The Massachusetts Supreme Judicial Court [official website] ruled Thursday that prosecutors can indict a genetic profile in a rape case, even if they do not know the suspect's name. The ruling will allow prosecutors to indict suspects based on a DNA profile so that once the suspect is identified the prosecution will not be barred by the statute of limitations. The ruling came in the case of Jerry Dixon, whose DNA profile was indicted in 2006 to toll the 15-year statute of limitations on rapes that had occurred in 1991. Dixon was identified in 2007 after being required to submit a DNA sample when he was convicted on separate motor vehicle charges. His lawyer argued that allowing prosecutors to indict a genetic profile provides no notice to the person being charged.
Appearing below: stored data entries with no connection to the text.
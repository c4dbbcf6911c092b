pub mod catalog;
pub mod chain;
pub mod collision;
pub mod error;
pub mod math;
pub mod mesh;
pub mod walkthrough;

pub use catalog::{SegmentSpec, SpecRegistry};
pub use chain::{compute_bounds, solve_chain, HoleChain, SegmentInstance, SolvedChain, TemplateBounds};
pub use collision::{
    any_collision, check_placement, min_translation, obb_overlap, within_container, Container,
    Footprint, Obb, Placement,
};
pub use error::{FairwayError, Result};
pub use mesh::{
    build_bumper_extrusion, build_corner_fillet, build_hole_meshes, build_segment_meshes,
    MeshParams, SegmentMeshes, TriangleMesh,
};
pub use walkthrough::{resolve_walkthrough, DoorZone, Wall, Walkthrough, WalkthroughConfig};
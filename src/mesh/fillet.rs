use crate::error::{MeshError, Result};
use crate::math::arc_2d::sample_arc;
use crate::math::{Point2, Point3, Vector2, Vector3};

use super::cap::triangulate_ring;
use super::TriangleMesh;

/// Default number of facets on the curved face.
const DEFAULT_SEGMENTS: usize = 12;

/// A quarter cylinder filling the `+x`/`+z` quadrant, standing on `y = 0`.
///
/// The curved face has smooth normals; the two flat faces and the caps are
/// flat shaded.
pub struct BuildCornerFillet {
    radius: f64,
    height: f64,
    segments: usize,
}

impl BuildCornerFillet {
    /// Creates a new `BuildCornerFillet` operation.
    #[must_use]
    pub fn new(radius: f64, height: f64) -> Self {
        Self {
            radius,
            height,
            segments: DEFAULT_SEGMENTS,
        }
    }

    /// Sets the number of facets on the curved face (at least one).
    #[must_use]
    pub fn with_segments(mut self, segments: usize) -> Self {
        self.segments = segments.max(1);
        self
    }

    /// Executes the build.
    ///
    /// # Errors
    ///
    /// Returns [`MeshError::InvalidParameters`] if the radius or height is not a
    /// positive finite number.
    pub fn execute(&self) -> Result<TriangleMesh> {
        let positive = |v: f64| v.is_finite() && v > 0.0;
        if !positive(self.radius) || !positive(self.height) {
            return Err(MeshError::InvalidParameters(format!(
                "fillet needs positive radius and height, got {} x {}",
                self.radius, self.height
            ))
            .into());
        }

        // Ground outline, counter-clockwise in (x, z): corner, then the arc.
        let mut ring = vec![Point2::origin()];
        ring.extend(sample_arc(&Point2::origin(), self.radius, 0.0, 90.0, self.segments));
        let caps = triangulate_ring(&ring)?;

        let mut mesh = TriangleMesh::default();
        let mut perimeter = 0.0;
        for (j, a) in ring.iter().enumerate() {
            let b = ring[(j + 1) % ring.len()];
            let edge = b - a;
            let len = edge.norm();
            // Both ends away from the corner: the edge is a facet of the arc.
            let curved = j > 0 && j + 1 < ring.len();
            let flat = Vector2::new(edge.y, -edge.x) / len;
            let (na, nb) = if curved {
                (a.coords / self.radius, b.coords / self.radius)
            } else {
                (flat, flat)
            };
            let outward = ground(&(na + nb));

            let a0 = mesh.push_vertex(
                Point3::new(a.x, 0.0, a.y),
                ground(&na),
                Point2::new(perimeter, 0.0),
            );
            let b0 = mesh.push_vertex(
                Point3::new(b.x, 0.0, b.y),
                ground(&nb),
                Point2::new(perimeter + len, 0.0),
            );
            let b1 = mesh.push_vertex(
                Point3::new(b.x, self.height, b.y),
                ground(&nb),
                Point2::new(perimeter + len, self.height),
            );
            let a1 = mesh.push_vertex(
                Point3::new(a.x, self.height, a.y),
                ground(&na),
                Point2::new(perimeter, self.height),
            );
            mesh.push_triangle([a0, b0, b1], &outward);
            mesh.push_triangle([a0, b1, a1], &outward);
            perimeter += len;
        }

        for (y, normal) in [(0.0, -Vector3::y()), (self.height, Vector3::y())] {
            let base: Vec<u32> = ring
                .iter()
                .map(|p| mesh.push_vertex(Point3::new(p.x, y, p.y), normal, *p))
                .collect();
            for tri in &caps {
                mesh.push_triangle(tri.map(|i| base[i]), &normal);
            }
        }

        let mesh = mesh.welded();
        tracing::debug!(
            radius = self.radius,
            height = self.height,
            triangles = mesh.triangle_count(),
            "built corner fillet"
        );
        Ok(mesh)
    }
}

fn ground(d: &Vector2) -> Vector3 {
    Vector3::new(d.x, 0.0, d.y).normalize()
}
The court rejected that argument, finding:
We have not previously held that the constitutional requirement of notice inside the statute of limitations period must be given at any particular point following the return of an indictment. ... Indeed, our long-standing rules of criminal procedure counsel otherwise, and we have never perceived any conflict with art. 12. ... Moreover, while we have concluded that generic John Doe indictments are not permitted by art. 12, the Legislature has expressly vested in the Commonwealth the authority to indict by "a fictitious name or by any other practicable description." ... Such authority, we have said, "is salutary, to the end that, in so far as art. 12 of the [Massachusetts Declaration of Rights] permits, one who ought to be indicted is prevented from hampering the grand jury in the performance of their duty by screening his name and other identifying characteristics." ... The Commonwealth routinely perfects its constitutionally required notice to the defendant, as required by art. 12, after the issuance date of indictment. It logically follows that where the Commonwealth secures an otherwise valid and timely indictment, but inserts the defendant's proper name in the record outside the relevant limitation period, there is no constitutional or statutory infirmity.Dixon is currently awaiting trial on the rape charges.
In January, the Supreme Court of California also upheld [JURIST report] the use of "John Doe" arrest warrants based on DNA profiles. In May, a federal court upheld the constitutionality [JURIST report] of mandatory DNA collection for all persons arrested or detained under federal authority. Judge Gregory Hollows of the US District Court for the Eastern District of California [official website] found that although the collection of DNA from those arrested on federal felony, sexual abuse, or violent crime charges does constitute a "search" within the meaning of the Fourth Amendment, a person arrested based on probable cause "has a diminished expectation of privacy in his own identity." Federal agencies began collecting DNA samples [JURIST report] in 2008, although they had been authorized to do so since 2006.